嬉しすぎてまたもや悶絶している黄瀬と、甘えてデレている笠松の対照的な二人。
そのうちに
「きーせぇー。」
「…センパイ、俺も好きッスよ。あなたのことが。」
「! そうか…フフフ。やったぁ。なあなあ、記念のキスしようぜ。」
「…………ハイッ!?今、何と言いました?」
「だから〜…キスしよ?」
上げ膳食わぬはなんとやら、ここでしないのは男の恥!と言わんばかりに、黄瀬は、自分の唇を笠松の唇に押し当てた。

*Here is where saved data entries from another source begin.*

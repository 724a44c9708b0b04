use std::collections::BTreeMap;

use serde::{Deserialize, Serialize};
use utoipa::ToSchema;

/// One cell of an attendance sheet.
#[derive(Debug, Copy, Clone, Eq, PartialEq, Hash, Serialize, Deserialize, ToSchema)]
pub enum AttendanceMark {
    #[serde(rename = "P")]
    Present,
    #[serde(rename = "A")]
    Absent,
    #[serde(rename = "O")]
    Off,
}

impl AttendanceMark {
    pub fn from_char(c: char) -> Option<Self> {
        match c.to_ascii_uppercase() {
            'P' => Some(AttendanceMark::Present),
            'A' => Some(AttendanceMark::Absent),
            'O' => Some(AttendanceMark::Off),
            _ => None,
        }
    }

    pub fn as_char(self) -> char {
        match self {
            AttendanceMark::Present => 'P',
            AttendanceMark::Absent => 'A',
            AttendanceMark::Off => 'O',
        }
    }

    /// Parse a boundary value such as `"P"` or `" a "`.
    pub fn parse(raw: &str) -> Option<Self> {
        let mut chars = raw.trim().chars();
        match (chars.next(), chars.next()) {
            (Some(c), None) => Self::from_char(c),
            _ => None,
        }
    }
}

/// Attendance of a single worker as returned by the backend.
///
/// Marks are kept as raw strings so one malformed cell does not reject the
/// whole sheet; they are validated when the row is expanded.
#[derive(Debug, Clone, Serialize, Deserialize, ToSchema)]
#[serde(rename_all = "camelCase")]
pub struct AttendanceRecord {
    #[schema(example = "w-1001")]
    pub worker_id: String,

    /// calendar date string -> mark character
    #[serde(default)]
    #[schema(value_type = Object, example = json!({"2025-07-24": "P", "25/07/2025": "O"}))]
    pub attendance: BTreeMap<String, String>,

    #[serde(default)]
    pub present_days: u32,

    #[serde(default)]
    pub absent_days: u32,
}

#[derive(Debug, Clone, Default, Serialize, Deserialize, ToSchema)]
#[serde(rename_all = "camelCase")]
pub struct AttendanceData {
    pub sheet_id: Option<String>,
    #[serde(default)]
    pub attendances: Vec<AttendanceRecord>,
}

/// Whole-sheet save payload: worker id -> (date -> mark).
#[derive(Debug, Clone, Serialize, Deserialize, ToSchema)]
#[serde(rename_all = "camelCase")]
pub struct BulkAttendance {
    pub tender_id: String,
    #[schema(value_type = Object)]
    pub attendances: BTreeMap<String, BTreeMap<String, AttendanceMark>>,
}

#[derive(Debug, Clone, Serialize, Deserialize)]
#[serde(rename_all = "camelCase")]
pub struct ChangeSheetWorker {
    pub new_worker_id: String,
}

#[derive(Debug, Clone, Serialize, Deserialize)]
#[serde(rename_all = "camelCase")]
pub struct ProcessPaymentRequest {
    pub event_name: String,
    pub sheet_id: String,
}

/// One Electronic Challan cum Return row produced by the backend.
#[derive(Debug, Clone, Serialize, Deserialize, ToSchema)]
#[serde(rename_all = "PascalCase")]
pub struct EcrRow {
    #[serde(rename = "UAN")]
    pub uan: String,
    pub member_name: String,
    pub gross_wages: f64,
    #[serde(rename = "EPFWages")]
    pub epf_wages: f64,
    #[serde(rename = "EPSWages")]
    pub eps_wages: f64,
    #[serde(rename = "EDLIWages")]
    pub edli_wages: f64,
    #[serde(rename = "EPFContributionRemitted")]
    pub epf_contribution_remitted: f64,
    #[serde(rename = "EPSContributionRemitted")]
    pub eps_contribution_remitted: f64,
    #[serde(rename = "EPFAndEPSDiffRemitted")]
    pub epf_and_eps_diff_remitted: f64,
    #[serde(rename = "NCPDays")]
    pub ncp_days: u32,
    pub refund_of_advances: f64,
}

#[derive(Debug, Clone, Serialize, Deserialize, ToSchema)]
#[serde(rename_all = "camelCase")]
pub struct ProcessResponse {
    pub success: bool,
    #[serde(default)]
    pub processed: Vec<EcrRow>,
    #[serde(default)]
    #[schema(value_type = Vec<Object>)]
    pub missing: Vec<serde_json::Value>,
    #[serde(default)]
    pub txt_data: String,
}

#[cfg(test)]
mod tests {
    use super::*;

    #[test]
    fn parses_single_characters_case_insensitively() {
        assert_eq!(AttendanceMark::parse("p"), Some(AttendanceMark::Present));
        assert_eq!(AttendanceMark::parse(" A "), Some(AttendanceMark::Absent));
        assert_eq!(AttendanceMark::parse("o"), Some(AttendanceMark::Off));
        assert_eq!(AttendanceMark::parse("X"), None);
        assert_eq!(AttendanceMark::parse("PA"), None);
        assert_eq!(AttendanceMark::parse(""), None);
    }

    #[test]
    fn record_reads_backend_shape() {
        let json = serde_json::json!({
            "workerId": "w-1",
            "attendance": {"2025-07-24": "P", "2025-07-25": "A"},
            "presentDays": 1,
            "absentDays": 1
        });
        let record: AttendanceRecord = serde_json::from_value(json).unwrap();
        assert_eq!(record.worker_id, "w-1");
        assert_eq!(record.attendance.len(), 2);
        assert_eq!(record.present_days, 1);
    }

    #[test]
    fn ecr_row_uses_backend_field_names() {
        let json = serde_json::json!({
            "UAN": "100200300400",
            "MemberName": "UMESH KUMAR RAJAK",
            "GrossWages": 15417.0,
            "EPFWages": 15417.0,
            "EPSWages": 15000.0,
            "EDLIWages": 15000.0,
            "EPFContributionRemitted": 1851.0,
            "EPSContributionRemitted": 1250.0,
            "EPFAndEPSDiffRemitted": 601.0,
            "NCPDays": 0,
            "RefundOfAdvances": 0.0
        });
        let row: EcrRow = serde_json::from_value(json).unwrap();
        assert_eq!(row.uan, "100200300400");
        assert_eq!(row.epf_contribution_remitted, 1851.0);
    }
}
//! In-memory view state of sheets opened by a session.
//!
//! A draft lives from the moment a sheet is loaded until it is reloaded,
//! its TTL runs out or the session logs out. Nothing here is persisted;
//! edits reach the backend only through an explicit save.

use std::collections::HashSet;
use std::sync::{Arc, Mutex, MutexGuard, PoisonError};
use std::time::Duration;

use moka::future::Cache;
use tracing::debug;

use crate::config::Config;
use crate::model::project::Project;
use crate::model::sheet::{MonthKey, SheetMeta};
use crate::sheet::attendance::WorkerAttendanceRow;
use crate::sheet::date_range::DateRange;
use crate::sheet::payment::PaymentLine;

#[derive(Debug, Clone, PartialEq, Eq, Hash)]
pub struct DraftKey {
    pub session: String,
    pub project_id: String,
    pub month: MonthKey,
}

impl DraftKey {
    pub fn new(session: &str, project_id: &str, month: MonthKey) -> Self {
        DraftKey {
            session: session.to_string(),
            project_id: project_id.to_string(),
            month,
        }
    }
}

#[derive(Debug, Clone)]
pub struct AttendanceDraft {
    pub sheet: SheetMeta,
    pub range: DateRange,
    pub rows: Vec<WorkerAttendanceRow>,
    /// Workers added in this session and not yet saved to the backend.
    pub unsaved: HashSet<String>,
}

impl AttendanceDraft {
    pub fn new(sheet: SheetMeta, range: DateRange, rows: Vec<WorkerAttendanceRow>) -> Self {
        AttendanceDraft {
            sheet,
            range,
            rows,
            unsaved: HashSet::new(),
        }
    }

    pub fn row_mut(&mut self, worker_id: &str) -> Option<&mut WorkerAttendanceRow> {
        self.rows.iter_mut().find(|r| r.worker_id() == worker_id)
    }

    pub fn contains(&self, worker_id: &str) -> bool {
        self.rows.iter().any(|r| r.worker_id() == worker_id)
    }
}

#[derive(Debug, Clone)]
pub struct PaymentDraft {
    pub sheet: SheetMeta,
    pub project: Project,
    pub lines: Vec<PaymentLine>,
}

impl PaymentDraft {
    pub fn line_mut(&mut self, worker_id: &str) -> Option<&mut PaymentLine> {
        self.lines.iter_mut().find(|l| l.worker_id() == worker_id)
    }
}

pub type Shared<T> = Arc<Mutex<T>>;

/// Lock a draft. A poisoned lock still holds a consistent draft because
/// every mutation recomputes its derived fields before returning.
pub fn lock<T>(draft: &Shared<T>) -> MutexGuard<'_, T> {
    draft.lock().unwrap_or_else(PoisonError::into_inner)
}

fn draft_cache<V>(config: &Config) -> Cache<DraftKey, V>
where
    V: Clone + Send + Sync + 'static,
{
    Cache::builder()
        .max_capacity(config.draft_capacity)
        .time_to_idle(Duration::from_secs(config.draft_ttl_secs))
        .build()
}

pub struct DraftStore {
    attendance: Cache<DraftKey, Shared<AttendanceDraft>>,
    payments: Cache<DraftKey, Shared<PaymentDraft>>,
}

impl DraftStore {
    pub fn new(config: &Config) -> Self {
        DraftStore {
            attendance: draft_cache(config),
            payments: draft_cache(config),
        }
    }

    /// Replace whatever this session had open for the sheet.
    pub async fn open_attendance(&self, key: DraftKey, draft: AttendanceDraft) -> Shared<AttendanceDraft> {
        let shared = Arc::new(Mutex::new(draft));
        self.attendance.insert(key, shared.clone()).await;
        shared
    }

    pub async fn attendance(&self, key: &DraftKey) -> Option<Shared<AttendanceDraft>> {
        self.attendance.get(key).await
    }

    pub async fn open_payments(&self, key: DraftKey, draft: PaymentDraft) -> Shared<PaymentDraft> {
        let shared = Arc::new(Mutex::new(draft));
        self.payments.insert(key, shared.clone()).await;
        shared
    }

    pub async fn payments(&self, key: &DraftKey) -> Option<Shared<PaymentDraft>> {
        self.payments.get(key).await
    }

    /// Forget every draft opened with `token`.
    pub async fn discard_session(&self, token: &str) {
        let attendance_keys: Vec<_> = self
            .attendance
            .iter()
            .filter(|(k, _)| k.session == token)
            .map(|(k, _)| k)
            .collect();
        let payment_keys: Vec<_> = self
            .payments
            .iter()
            .filter(|(k, _)| k.session == token)
            .map(|(k, _)| k)
            .collect();

        let discarded = attendance_keys.len() + payment_keys.len();

        let futures: Vec<_> = attendance_keys
            .iter()
            .map(|k| self.attendance.invalidate(k.as_ref()))
            .collect();
        futures::future::join_all(futures).await;

        let futures: Vec<_> = payment_keys
            .iter()
            .map(|k| self.payments.invalidate(k.as_ref()))
            .collect();
        futures::future::join_all(futures).await;

        debug!(discarded, "Session drafts discarded");
    }
}

#[cfg(test)]
mod tests {
    use super::*;
    use crate::model::attendance::AttendanceMark;
    use crate::model::designation::Designation;
    use chrono::NaiveDate;

    fn draft() -> AttendanceDraft {
        let start = NaiveDate::from_ymd_opt(2025, 7, 1).unwrap();
        AttendanceDraft::new(
            SheetMeta {
                id: "s-1".into(),
                tender_id: "p-1".into(),
                month_year: "2025-07".parse().unwrap(),
                start_date: None,
                end_date: None,
                created_at: None,
            },
            DateRange::new(start, start),
            vec![WorkerAttendanceRow::new(
                "w-1",
                "GULZAR SINGH",
                Designation::Skilled,
                vec![AttendanceMark::Off],
            )],
        )
    }

    #[actix_web::test]
    async fn drafts_are_scoped_by_session() {
        let store = DraftStore::new(&Config::for_tests());
        let month: MonthKey = "2025-07".parse().unwrap();
        let mine = DraftKey::new("token-a", "p-1", month);
        let theirs = DraftKey::new("token-b", "p-1", month);

        store.open_attendance(mine.clone(), draft()).await;

        assert!(store.attendance(&mine).await.is_some());
        assert!(store.attendance(&theirs).await.is_none());
    }

    #[actix_web::test]
    async fn edits_are_visible_through_the_store() {
        let store = DraftStore::new(&Config::for_tests());
        let key = DraftKey::new("token-a", "p-1", "2025-07".parse().unwrap());
        store.open_attendance(key.clone(), draft()).await;

        {
            let shared = store.attendance(&key).await.unwrap();
            let mut d = lock(&shared);
            d.row_mut("w-1").unwrap().edit(0, "P").unwrap();
        }

        let shared = store.attendance(&key).await.unwrap();
        assert_eq!(lock(&shared).rows[0].present_count(), 1);
    }

    #[actix_web::test]
    async fn reopening_replaces_the_draft() {
        let store = DraftStore::new(&Config::for_tests());
        let key = DraftKey::new("token-a", "p-1", "2025-07".parse().unwrap());
        let first = store.open_attendance(key.clone(), draft()).await;
        lock(&first).rows[0].edit(0, "P").unwrap();

        store.open_attendance(key.clone(), draft()).await;

        let shared = store.attendance(&key).await.unwrap();
        assert_eq!(lock(&shared).rows[0].present_count(), 0);
    }

    #[actix_web::test]
    async fn logout_discards_only_that_session() {
        let store = DraftStore::new(&Config::for_tests());
        let month: MonthKey = "2025-07".parse().unwrap();
        let mine = DraftKey::new("token-a", "p-1", month);
        let theirs = DraftKey::new("token-b", "p-1", month);
        store.open_attendance(mine.clone(), draft()).await;
        store.open_attendance(theirs.clone(), draft()).await;

        store.discard_session("token-a").await;

        assert!(store.attendance(&mine).await.is_none());
        assert!(store.attendance(&theirs).await.is_some());
    }
}
use crate::api::attendance::{
    AttendanceSheetView, MarkEdit, MarkEditResponse, ReplaceSheetWorker, SheetWorker,
};
use crate::api::organization::{Dashboard, DashboardCounts};
use crate::api::payroll::{OtherPaymentEdit, OtherPaymentResponse, PaymentSheetView, ProcessPayment};
use crate::api::project::ProjectQuery;
use crate::api::worker::{WorkerListResponse, WorkerQuery};
use crate::model::attendance::{AttendanceMark, EcrRow, ProcessResponse};
use crate::model::designation::Designation;
use crate::model::organization::{OrgMembership, Organization, UserProfile};
use crate::model::project::{CreateProject, Project, ProjectStatus};
use crate::model::sheet::{CreateSheet, SheetMeta};
use crate::model::worker::{BankDetails, CreateWorker, Worker};
use crate::models::{LoginReqDto, LoginResponse};
use crate::sheet::attendance::{SheetTotals, WorkerAttendanceRow};
use crate::sheet::date_range::DayColumn;
use crate::sheet::payment::{PaymentLine, PaymentTotals, SkillRateTable, SkillSummary};
use utoipa::Modify;
use utoipa::openapi::security::{HttpAuthScheme, HttpBuilder, SecurityScheme};
use utoipa::{OpenApi, openapi};

#[derive(OpenApi)]
#[openapi(
    info(
        title = "Site Attendance & Payroll API",
        version = "1.0.0",
        description = r#"
## Site Attendance & Payroll

Attendance sheets and monthly payment sheets for construction crews, on top
of the workforce backend.

### Key Features
- **Attendance sheets**
  - Load a month's sheet, edit P/A/O cells, add, change or remove workers, save in bulk
- **Payment sheets**
  - Wages by skill rate, 12% EPF deduction, other payments, ECR processing
- **Directory**
  - Organization dashboard, projects and workers

### Security
Every `/api` endpoint needs the backend's **Bearer token**. Organization
scoped endpoints also need the `X-Org-Id` header.

### Drafts
Loading a sheet opens a draft for the calling session. Edits change the
draft only; attendance reaches the backend on save.
"#,
    ),
    paths(
        crate::auth::handlers::login,
        crate::auth::handlers::logout,
        crate::auth::handlers::me,

        crate::api::organization::get_organization,
        crate::api::organization::dashboard,

        crate::api::project::list_projects,
        crate::api::project::create_project,
        crate::api::project::get_project,

        crate::api::worker::list_workers,
        crate::api::worker::create_worker,

        crate::api::attendance::list_sheets,
        crate::api::attendance::create_sheet,
        crate::api::attendance::load_sheet,
        crate::api::attendance::edit_mark,
        crate::api::attendance::add_worker,
        crate::api::attendance::remove_worker,
        crate::api::attendance::change_worker,
        crate::api::attendance::save_sheet,

        crate::api::payroll::load_payments,
        crate::api::payroll::set_other_payment,
        crate::api::payroll::process_payment
    ),
    components(
        schemas(
            LoginReqDto,
            LoginResponse,
            UserProfile,
            OrgMembership,
            Organization,
            Dashboard,
            DashboardCounts,
            Project,
            ProjectStatus,
            CreateProject,
            ProjectQuery,
            Worker,
            BankDetails,
            CreateWorker,
            WorkerQuery,
            WorkerListResponse,
            Designation,
            AttendanceMark,
            SheetMeta,
            CreateSheet,
            DayColumn,
            WorkerAttendanceRow,
            SheetTotals,
            AttendanceSheetView,
            MarkEdit,
            MarkEditResponse,
            SheetWorker,
            ReplaceSheetWorker,
            SkillRateTable,
            PaymentLine,
            PaymentTotals,
            SkillSummary,
            PaymentSheetView,
            OtherPaymentEdit,
            OtherPaymentResponse,
            ProcessPayment,
            ProcessResponse,
            EcrRow
        )
    ),
    modifiers(&SecurityAddon),
    tags(
        (name = "Auth", description = "Sign in and session APIs"),
        (name = "Organization", description = "Organization and dashboard APIs"),
        (name = "Project", description = "Project (tender) APIs"),
        (name = "Worker", description = "Worker directory APIs"),
        (name = "Attendance", description = "Attendance sheet APIs"),
        (name = "Payroll", description = "Payment sheet APIs"),
    )
)]
pub struct ApiDoc;

struct SecurityAddon;

impl Modify for SecurityAddon {
    fn modify(&self, openapi: &mut openapi::OpenApi) {
        let components = openapi.components.get_or_insert_with(Default::default);
        components.add_security_scheme(
            "bearer_auth",
            SecurityScheme::Http(
                HttpBuilder::new()
                    .scheme(HttpAuthScheme::Bearer)
                    .bearer_format("Bearer")
                    .build(),
            ),
        );
    }
}

#[cfg(test)]
mod tests {
    use super::*;

    #[test]
    fn documents_every_sheet_route() {
        let doc = ApiDoc::openapi();
        let paths = &doc.paths.paths;
        assert!(paths.contains_key("/api/projects/{project_id}/sheets/{month}/marks"));
        assert!(paths.contains_key("/api/projects/{project_id}/payments/{month}/other-payment"));
        assert!(paths.contains_key("/auth/login"));
    }
}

しかし、キスのあいだ、さっきの笠松の言葉が脳裏によぎった。
『現実じゃ、絶対に出来ない』
「センパイ。」
黄瀬は唇を離して笠松に言った。
「起きてください。これは現実なんですよ?なんなら頬をつねって下さい。」
「ん?そんな、こんなことが現実なワケ…(ムニッ←頬をつねる)い、痛ぁ…!?と、い、いうことは…こ、これは…!!」
完全に覚醒した笠松は、瞬間に赤面、ズザアッと黄瀬から離れ、壁に張り付く。
「じゃ、じゃあ…さっきのキスは…」
「ハイ。本当です。ゴチソウサマでした。」
「(赤面)な、んでテメエは…!!(プルプル)し、しし…シバくぞ!!ってことは…アレも聞いてたんだな!?」
「アレって…あの告白ですか?あれならバッチリ聞いてましたよ?」
そうして笠松に近づく黄瀬。
「俺も好きッス。四月からずっと。
…これで、両想いッスね?」
と、微笑んだ。
主将としての威厳を保てず、醜態(と笠松は思い込んでいる)を晒してしまった笠松は、とうとう観念したのか、
「…べ、別に………ああ、俺は、黄瀬が好きだ。」
と、黄瀬に近づいた。
最終的にはやっぱり男らしい主将を、黄瀬は、包むように優しく抱きしめた。
笠松は、黄瀬の胸に顔を押し付けながら、
「俺のことだけを見てろ。主将の命令だ…お前、モデルだからすげえ人気あって…不安だ。俺だけ愛して、今は、」
『俺から目をそらすな』
男らしいセリフとは裏腹の脅威的な上目遣いで、黄瀬を見上げた。
「俺が、目をそらすとでも?」
そういうと、黄瀬はまた、笠松にキスをした。